どうも最近の大阪府議会の様子は、強烈なインパクトを与えたPT原案からいくつかの妥協案を出したことで予算案に対する理解の流れができつつあるそうですから、案外橋下の下にも寝業師がいるのかもしれません。
でも素人でもミエミエの戦略ですから、もしこのまま予算案が通ったら府議会の連中もメンツだけかよ、という気もします。
ただ、どちらにせよ文化の解る寝業師がいないことに変わりは無いようで。
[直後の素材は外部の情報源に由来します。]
use async_trait::async_trait;
use base64::engine::general_purpose::STANDARD as BASE64;
use base64::Engine;
use futures::stream::StreamExt;
use tokio::sync::mpsc;
use tracing::{debug, info, warn};

use super::bridge::{bridge_parts, RecognizerBackend, TranscriptEvent, TranscriptionBridge};
use super::messages::{AudioFrameMessage, TranscriptMessage};
use crate::error::SttError;

/// Streaming recognizer over NATS pub/sub.
///
/// Caller audio is published as JSON frames on `stt.audio.call-<session>`;
/// interim and final transcripts come back on `stt.text.>` and are filtered
/// by session id, since the recognizer publishes partials and finals on
/// separate subjects.
pub struct NatsRecognizer {
    client: Option<async_nats::Client>,
    sample_rate: u32,
    capacity: usize,
}

impl NatsRecognizer {
    /// Connects to the recognizer transport. A failed connection is not
    /// fatal here: sessions opened against an unconnected recognizer get
    /// `ChannelUnavailable` and degrade individually.
    pub async fn connect(url: &str, sample_rate: u32, capacity: usize) -> Self {
        let client = match async_nats::connect(url).await {
            Ok(client) => {
                info!("Connected to recognizer transport at {}", url);
                Some(client)
            }
            Err(e) => {
                warn!("Recognizer transport unreachable at {}: {}", url, e);
                None
            }
        };

        Self {
            client,
            sample_rate,
            capacity,
        }
    }
}

#[async_trait]
impl RecognizerBackend for NatsRecognizer {
    async fn open(
        &self,
        session_id: &str,
    ) -> Result<(TranscriptionBridge, mpsc::Receiver<TranscriptEvent>), SttError> {
        let client = self
            .client
            .clone()
            .ok_or_else(|| SttError::ChannelUnavailable("transport not connected".to_string()))?;

        let mut subscriber = client
            .subscribe("stt.text.>")
            .await
            .map_err(|e| SttError::ChannelUnavailable(e.to_string()))?;

        let parts = bridge_parts(self.capacity);
        let session = session_id.to_string();

        // Audio pump: drain the push queue into the recognizer subject. A
        // final empty frame tells the recognizer to flush pending results.
        let subject = format!("stt.audio.call-{}", session);
        let sample_rate = self.sample_rate;
        let cancel = parts.cancel.clone();
        let mut audio_rx = parts.audio_rx;
        let publish_session = session.clone();
        let publish_client = client.clone();
        tokio::spawn(async move {
            let mut sequence: u64 = 0;

            loop {
                let frame = tokio::select! {
                    biased;
                    _ = cancel.cancelled() => break,
                    maybe = audio_rx.recv() => match maybe {
                        Some(frame) => frame,
                        None => break,
                    },
                };

                let message = AudioFrameMessage {
                    session_id: publish_session.clone(),
                    sequence,
                    audio: BASE64.encode(&frame),
                    sample_rate,
                    channels: 1,
                    timestamp: chrono::Utc::now().to_rfc3339(),
                    final_frame: false,
                };
                sequence += 1;

                let Ok(payload) = serde_json::to_vec(&message) else {
                    continue;
                };
                if let Err(e) = publish_client.publish(subject.clone(), payload.into()).await {
                    warn!("Failed to publish audio frame for {}: {}", publish_session, e);
                    break;
                }
            }

            let flush = AudioFrameMessage {
                session_id: publish_session.clone(),
                sequence,
                audio: String::new(),
                sample_rate,
                channels: 1,
                timestamp: chrono::Utc::now().to_rfc3339(),
                final_frame: true,
            };
            if let Ok(payload) = serde_json::to_vec(&flush) {
                if let Err(e) = publish_client.publish(subject.clone(), payload.into()).await {
                    debug!("Final frame publish failed for {}: {}", publish_session, e);
                }
            }

            debug!("Audio pump stopped for session {}", publish_session);
        });

        // Event pump: forward this session's transcripts, in emission order.
        let cancel = parts.cancel.clone();
        let events_tx = parts.events_tx;
        tokio::spawn(async move {
            loop {
                let msg = tokio::select! {
                    biased;
                    _ = cancel.cancelled() => break,
                    maybe = subscriber.next() => match maybe {
                        Some(msg) => msg,
                        None => break,
                    },
                };

                let transcript = match serde_json::from_slice::<TranscriptMessage>(&msg.payload) {
                    Ok(t) => t,
                    Err(e) => {
                        warn!("Failed to parse transcript message: {}", e);
                        continue;
                    }
                };

                if transcript.session_id != session {
                    continue;
                }

                let event = TranscriptEvent {
                    text: transcript.text,
                    is_final: !transcript.partial,
                    confidence: transcript.confidence,
                };
                if events_tx.send(event).await.is_err() {
                    break;
                }
            }

            debug!("Transcript pump stopped for session {}", session);
        });

        Ok((parts.bridge, parts.events))
    }
}
//! Speech synthesis backends.
//!
//! Backends are interchangeable: one `synthesize(text) -> bytes` call per
//! reply, selected once at startup by configuration. Session logic never
//! branches on which backend is in use.

mod http_api;
mod process;

pub use http_api::HttpSynthesizer;
pub use process::ProcessSynthesizer;

use std::sync::Arc;

use anyhow::Result;
use async_trait::async_trait;

use crate::config::{TtsBackendKind, TtsConfig};
use crate::error::TurnError;

/// Converts reply text into one buffer of call-ready audio bytes.
#[async_trait]
pub trait SpeechSynthesizer: Send + Sync {
    async fn synthesize(&self, text: &str) -> Result<Vec<u8>, TurnError>;
}

/// Builds the configured synthesizer backend.
pub fn create_synthesizer(config: &TtsConfig) -> Result<Arc<dyn SpeechSynthesizer>> {
    match config.backend {
        TtsBackendKind::HttpApi => Ok(Arc::new(HttpSynthesizer::new(config)?)),
        TtsBackendKind::Process => Ok(Arc::new(ProcessSynthesizer::new(config))),
    }
}
pub mod envelope;
pub mod framer;
pub mod mulaw;

pub use envelope::{
    decode_media, encode_media, DecodedFrame, InboundMessage, MediaMeta, OutboundMedia,
    OutboundMessage, StartMeta, TranscriptPayload,
};
pub use framer::OutboundFramer;
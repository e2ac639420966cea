use super::handlers;
use super::state::AppState;
use crate::transport;
use axum::{
    routing::{delete, get},
    Router,
};
use tower_http::cors::CorsLayer;
use tower_http::trace::TraceLayer;

/// Create the HTTP router with all routes
pub fn create_router(state: AppState) -> Router {
    Router::new()
        // Health check
        .route("/health", get(handlers::health_check))
        // Live call media stream (WebSocket upgrade)
        .route("/call/stream", get(transport::call_stream))
        // Call introspection
        .route("/calls", get(handlers::list_calls))
        .route(
            "/calls/:call_id",
            get(handlers::get_call).delete(handlers::close_call),
        )
        .route(
            "/calls/:call_id/transcript",
            get(handlers::get_call_transcript),
        )
        // Cross-call owner queries
        .route(
            "/owners/:owner_id/calls",
            delete(handlers::close_owner_calls),
        )
        // Add tracing middleware for request logging
        .layer(TraceLayer::new_for_http())
        .layer(CorsLayer::permissive())
        .with_state(state)
}
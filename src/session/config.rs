use std::time::Duration;

use serde::{Deserialize, Serialize};

/// Turn-arbitration tuning for a call session.
///
/// None of these have a single canonical value; deployments tune them per
/// telephony provider and acoustic environment.
#[derive(Debug, Clone, Serialize, Deserialize)]
pub struct SessionTuning {
    /// Consecutive non-silence inbound frames required before caller audio
    /// during a reply counts as barge-in rather than background noise.
    #[serde(default = "default_barge_in_frames")]
    pub barge_in_frames: u32,

    /// Normalized RMS energy above which a frame counts as speech.
    #[serde(default = "default_speech_threshold")]
    pub speech_threshold: f32,

    /// Seconds without inbound media before the session closes itself.
    #[serde(default = "default_idle_timeout_secs")]
    pub idle_timeout_secs: u64,

    /// Overall budget for one reply turn's external calls (generation plus
    /// synthesis). Exceeding it cancels the turn, never the session.
    #[serde(default = "default_turn_timeout_secs")]
    pub turn_timeout_secs: u64,

    /// Spoken when the call goes active. For calls without a resolved owner
    /// this is the only audio the session will ever produce.
    #[serde(default)]
    pub greeting: Option<String>,
}

fn default_barge_in_frames() -> u32 {
    3
}

fn default_speech_threshold() -> f32 {
    0.02
}

fn default_idle_timeout_secs() -> u64 {
    60
}

fn default_turn_timeout_secs() -> u64 {
    15
}

impl Default for SessionTuning {
    fn default() -> Self {
        Self {
            barge_in_frames: default_barge_in_frames(),
            speech_threshold: default_speech_threshold(),
            idle_timeout_secs: default_idle_timeout_secs(),
            turn_timeout_secs: default_turn_timeout_secs(),
            greeting: None,
        }
    }
}

impl SessionTuning {
    pub fn idle_timeout(&self) -> Duration {
        Duration::from_secs(self.idle_timeout_secs)
    }

    pub fn turn_timeout(&self) -> Duration {
        Duration::from_secs(self.turn_timeout_secs)
    }
}

/// Everything a session needs beyond its identity and providers.
#[derive(Debug, Clone)]
pub struct SessionConfig {
    pub tuning: SessionTuning,

    /// Bytes per outbound media frame (u-law, one byte per sample).
    pub frame_bytes: usize,

    /// Real-time pacing interval between outbound frames.
    pub frame_interval: Duration,

    /// Inbound frames held while the transcription channel is slow; oldest
    /// are evicted past this.
    pub buffer_capacity: usize,

    /// Capacity of the non-blocking push queue into the recognizer channel.
    pub bridge_capacity: usize,
}

impl Default for SessionConfig {
    fn default() -> Self {
        Self {
            tuning: SessionTuning::default(),
            frame_bytes: 160,                          // 20ms at 8kHz u-law
            frame_interval: Duration::from_millis(20),
            buffer_capacity: 256,
            bridge_capacity: 64,
        }
    }
}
(まぁ、戦時のことを思い起こせば文化なんてのは真っ先に断ち切られているので政所の正しい順序通りではあります)
投稿: あやおば | 2008年6月16日 (月) 00時52分
大阪に在住しているだけで利害関係が無い私から見ると、橋下は職員に足元見られている様に思えますね。
口だけで実行力がない、任期一杯勤めるのも無理って。
大阪府クラスの大組織と言うものに属した経験が無いから、組織の理が見えていないし官僚の扱い方もダメ。
「職変えろ」とは言えても「辞めろ」と言えない。
と言うより、組織の長が言っていいこと悪いことが判っていないんじゃないかと。
いいブレーンに恵まれていないのか、お山の大将でいたいのかは判りませんが、批判的な部下をいい方向で使えないのは痛いですね。 イエスマンばかりの組織の末路なんていくらでも歴史の教科書に載ってます。
感情のコントロールの下手さも合わせて、この辺が橋下の若さかと思います。
思うに今の大阪を切り盛りするには、この手の壊し屋兼騒ぎ屋と各方面を丸め込んで良い条件を引き出す寝業師が裏で組んでないとダメなんじゃないかと。